Friday, October 08, 2010

THRESHOLD

I had an uncomfortable night with pain but I still got up at 6:30 AM.I took my normal pills and I wondered if I would actually go swimming.  After I had done my banking and e-mails I was still feeling very sore took some more morphine.  This means that I took double the usual amount.

By the time I got to the pool I was feeling okay.  The real surprise came when I got into the pool.  As soon as I started to swim I felt no pain or strain at all.  Only at the end of my 50 min swim did I feel as though I had been doing something though I was still not sore, just a little discomfort in my left thigh and hip.

It seems to me that what I have considered normal, the pain and strain I normally experience when I start to swim which I get used to the longer I swim, is perhaps not normal after all.  I am thinking this because the double dose stopped it.

I do not intend making a habit of taking a double dose.  I can cope quite well with one dose but at least I now know that on really difficult days all I have to do is take double.

John, my friends, and my doctor, all think I have a high pain tolerance.  I do not know if I do or don’t.  I certainly know that it took me an awful long time to take paracetamol and tramadol as a matter of course to stop the pain building up.  I found it very difficult to do because it felt wrong to take painkillers when I wasn’t in serious pain.
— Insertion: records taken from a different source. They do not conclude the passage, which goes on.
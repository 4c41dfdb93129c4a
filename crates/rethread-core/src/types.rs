use serde::{Deserialize, Serialize};
use std::fmt;

// ---------------------------------------------------------------------------
// WeekLabel
// ---------------------------------------------------------------------------

/// The half of the two-week cycle a phase belongs to.
#[derive(Debug, Clone, Copy, PartialEq, Eq, Hash, PartialOrd, Ord, Serialize, Deserialize)]
pub enum WeekLabel {
    A,
    B,
}

impl WeekLabel {
    pub fn all() -> &'static [WeekLabel] {
        &[WeekLabel::A, WeekLabel::B]
    }

    pub fn as_str(self) -> &'static str {
        match self {
            WeekLabel::A => "A",
            WeekLabel::B => "B",
        }
    }
}

impl fmt::Display for WeekLabel {
    fn fmt(&self, f: &mut fmt::Formatter<'_>) -> fmt::Result {
        f.write_str(self.as_str())
    }
}

impl std::str::FromStr for WeekLabel {
    type Err = crate::error::CycleError;

    fn from_str(s: &str) -> Result<Self, Self::Err> {
        match s.trim().to_ascii_lowercase().as_str() {
            "a" | "week_a" | "week-a" => Ok(WeekLabel::A),
            "b" | "week_b" | "week-b" => Ok(WeekLabel::B),
            _ => Err(crate::error::CycleError::UnknownWeek(s.to_string())),
        }
    }
}

// ---------------------------------------------------------------------------
// Tests
// ---------------------------------------------------------------------------
use crate::error::Result;
use crate::paths;
use serde::{Deserialize, Serialize};
use std::path::Path;

#[derive(Debug, Clone, PartialEq, Eq, Serialize, Deserialize)]
pub struct Sprint {
    pub label: String,
    pub title: String,
    #[serde(default)]
    pub date: String,
    #[serde(default)]
    pub description: String,
}

/// Strategic roadmap read from `.rethread/roadmap.json`.
#[derive(Debug, Clone, Default, PartialEq, Eq, Serialize, Deserialize)]
pub struct Roadmap {
    #[serde(default)]
    pub sprints: Vec<Sprint>,
}

impl Roadmap {
    /// Load the roadmap file; a missing file is an empty roadmap. A malformed
    /// file is an error since it is hand-edited and the author should know.
    pub fn load(root: &Path) -> Result<Self> {
        let path = paths::roadmap_path(root);
        if !path.exists() {
            return Ok(Self::default());
        }
        let data = std::fs::read_to_string(&path)?;
        Ok(serde_json::from_str(&data)?)
    }

    /// The sprint in progress. The roadmap is worked top-down, so it is the
    /// first entry.
    pub fn active(&self) -> Option<&Sprint> {
        self.sprints.first()
    }
}

#[cfg(test)]
mod tests {
    use super::*;
    use crate::error::CycleError;
    use tempfile::TempDir;

    #[test]
    fn missing_file_is_empty() {
        let dir = TempDir::new().unwrap();
        let roadmap = Roadmap::load(dir.path()).unwrap();
        assert!(roadmap.sprints.is_empty());
        assert!(roadmap.active().is_none());
    }

    #[test]
    fn loads_sprints_in_order() {
        let dir = TempDir::new().unwrap();
        std::fs::create_dir_all(dir.path().join(".rethread")).unwrap();
        std::fs::write(
            dir.path().join(".rethread/roadmap.json"),
            r#"{"sprints":[
                {"label":"Sprint 1","title":"Transportation","date":"Jan 2026","description":"Airport transfers"},
                {"label":"Sprint 2","title":"Field services"}
            ]}"#,
        )
        .unwrap();
        let roadmap = Roadmap::load(dir.path()).unwrap();
        assert_eq!(roadmap.sprints.len(), 2);
        assert_eq!(roadmap.active().unwrap().title, "Transportation");
        assert_eq!(roadmap.sprints[1].date, "");
    }

    #[test]
    fn malformed_file_is_an_error() {
        let dir = TempDir::new().unwrap();
        std::fs::create_dir_all(dir.path().join(".rethread")).unwrap();
        std::fs::write(dir.path().join(".rethread/roadmap.json"), "[oops").unwrap();
        assert!(matches!(
            Roadmap::load(dir.path()),
            Err(CycleError::Json(_))
        ));
    }
}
I learned the logic of it though.  By taking a regular amount of drugs it stops the pain building up. As a result one needs less medication to do the job.  I also found out that constant pain causes nerve damage and makes it much more difficult to treat.

With the morphine I am never sure whether I am just mentally feeling better for taking it or am I mentally feeling better because I am physically feeling better?  As I write this I now remember that on our holiday when we were in Nuremberg I felt really sore and ill late afternoon on the Saturday.I took my morphine and although within half an hour the pain had subsided I actually still felt ill so other than dialling down the pain it did not make me feel any better and we went back to the hotel.  This is one of the benefits of writing – one can often answer one’s own question!
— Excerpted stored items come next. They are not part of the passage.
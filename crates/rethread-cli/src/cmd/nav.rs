use crate::output::{print_json, ratio};
use crate::session::Session;
use rethread_core::progress::phase_progress;
use std::path::Path;

pub enum Move {
    Next,
    Prev,
    Jump(String),
    Gate,
}

pub fn run(root: &Path, step: Move, json: bool) -> anyhow::Result<()> {
    let mut session = Session::open(root)?;
    let before = session.tracker.position();
    let tracker = &mut session.tracker;
    match &step {
        Move::Next => {
            tracker.next();
        }
        Move::Prev => {
            tracker.prev();
        }
        Move::Jump(id) => {
            tracker.jump_to(id)?;
        }
        Move::Gate => {
            tracker.jump_to_decision_gate()?;
        }
    }

    let phase = tracker.current();
    let progress = phase_progress(phase, tracker.checklist());
    let max = tracker.catalog().max_sequence();

    if json {
        let value = serde_json::json!({
            "phase": phase.id,
            "title": phase.title,
            "week": phase.week,
            "sequence": phase.sequence,
            "moved": phase.sequence != before,
            "progress": progress,
        });
        return print_json(&value);
    }

    if phase.sequence == before && matches!(step, Move::Next | Move::Prev) {
        let edge = if phase.sequence == 1 { "first" } else { "last" };
        println!("Already at the {edge} phase.");
    }
    println!(
        "→ {} {} (phase {}/{}, week {}) {}",
        phase.id,
        phase.title,
        phase.sequence,
        max,
        phase.week,
        ratio(&progress)
    );
    Ok(())
}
I did some dyeing last night and I have done some this morning.  When they are dry I will photograph them and post them.

I have found a gardener with very reasonable rates.  I cannot do the garden myself and John works all week and is tired at the weekend so he can well do without having to do something like the gardening. The man I asked to come and give me a quote for clearing up the garden also told me that he will come every two weeks to keep it in order and his fee is one we can afford.I was surprised at how low it was.  With the strange weather we have had, whereas normally the weeds and grass will not be growing now, both have overtaken the garden and it is now just too much work and because it is so wet there is little point in spraying poison on the weeds because it has to be dry for a least 12 hours after spraying.  We use a non-toxic to animals and humans spray.

I am thinking of closing my Yahoo group which was set up with the intention of teaching people my sock construction method.  It has 700 members but very little traffic.  It is not being used for the reason it was set up.  It would seem that I am not a good teacher and people do not understand either the method or my responses when I answer questions.  Matters are made worse by people answering questions when they do not know my method themselves which of course just adds confusion and frustration and I am the one who gets blamed for it.  I am very disappointed that it has turned out like this. My method is really very simple (even saying this has led to accusations that I think other people are stupid for not understanding when my intention was to help them stop thinking that they are too stupid to understand! It seems one cannot win no matter what one does or says!) and it produces a very well fitting sock and I really thought others would appreciate this and would jump at the chance of being set free from patterns.

However, it seems that people do not want that because I am constantly asked what the formula is or where is the pattern no matter how many times I explain that this is a method and there is no formula or pattern.

I will think upon this but this is how I feel today. When people ask for toe up patterns on other sock lists they are rarely, if ever, directed toward my method.  I am quite certain that if any of the Knitting Queens had developed this method people would be falling over themselves for it.  I could of course be quite wrong. My experience on knitting lists over the years has been that often my answers to questions have been ignored or contradicted yet when a well-known female knitter has responded with the exact same answer the response is entirely different. A standout example of this is when people ask how to deal with cashmere.  Often my response is completely dismissed with one questioner being very blunt: is there someone else with a more sensible answer?  My 30 years of knitting dismissed in a sentence. (I once had the temerity to point this attitude toward me out on a list which resulted in a very unpleasant response and an accusation of misogyny! The accusation made no sense whatsoever but the response rather showed that I was hardly mistaken in my interpretation!)

Oh dear!  Is this Grumpy Old Man syndrome?